As for the Elite Men? I know I'm supposed to belittle Team GB as a bunch of jessies who climbed off early, but really, what else was going to happen? Thomas has spent all year crashing and breaking bones, Stannard has been flogging his guts out in the pissing rain since Milan San-Remo at the start of the season and can hardly be expected to be at top strength at the end of it, Wiggo had presumably burned all his matches in the Tour of Britain and TT and it's not like we'd seen any sign of form from Froome since July anyway. Beyond that, Edmonson and Rowe both suffered crashes and Cav did a good job grinding away on the front in the early going, which was all that could have been asked of him.

It's less that the team wimped out, and more that you had to wonder why they'd been chosen at all. Bringing Stannard when you know he must be f*cked, using the world's fastest man to do the job you'd use Stannard for if he weren't f*cked, hoping that Wiggo would be motivated to pull for a charmless backstabber like Fwoomie, then padding out the team with World's virgins and crash-happy walking wounded? It's not like Team GB had success written all over them. Even then, you can't really fault Rod Ellingworth, who else would you have picked? Short of dragging the Yates brothers out of the Under-23s it seems unlikely that he could have found any riders who were both suitable, in-form and motivated.

Brian Cookson
Finally, there's Brian Cookson winning the UCI presidency after a day of ridiculous hair splitting and debate. Seriously, watching the UCI congress unfold via Twitter made the whole thing hilariously farcical, but I gather from those who were actually there it was less funny, more tedious.

In any case, Pat McQuaid is gone and that's a victory in itself. Whether you believe that he's merely a chump doing what Hein Verbruggen told him to, or if you think he's a crook in his own right, it's hard to be sorry that he's gone. I've heard plenty of  awful rumours about the man that I won't repeat here, but I'm happy to see him go just for the stuff that can be confirmed: his decision to race in  Apartheid era South Africa, awarding of World Tour status to pi$$ poor races he appeared to have a financial stake in, the disregard for women's cycling and the constant attacks on Landis, Kimmage and USADA rather than attempting to address the concerns they were raising.

Of course, just having Cookson in charge doesn't mean everything will automatically improve.
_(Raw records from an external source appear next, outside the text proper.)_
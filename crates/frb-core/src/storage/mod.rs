//! # Storage
//!
//! Persistent catalog backends.

mod redb_catalog;

pub use redb_catalog::RedbCatalog;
I refuse to believe that McQuaid was the only crook in an organisation full of saints. There's still going to be corruption in the UCI, but the removal of McQuaid hopefully also means the removal of the organisation's brass neck and elephant hide.  Knowing that McQuaid's handling of doping scandals was what turned people against him, one can only assume that Cookson will have to handle them differently. A good start will be having someone in charge who doesn't call whistleblowers "scum" and attempt to sue journalists.

I think the basic hope is that the focus of corruption in the UCI will have to change. Instead of doping cover ups, we'll have people skimming the canteen fund. I can live with that. In fact, I'll be overjoyed with that.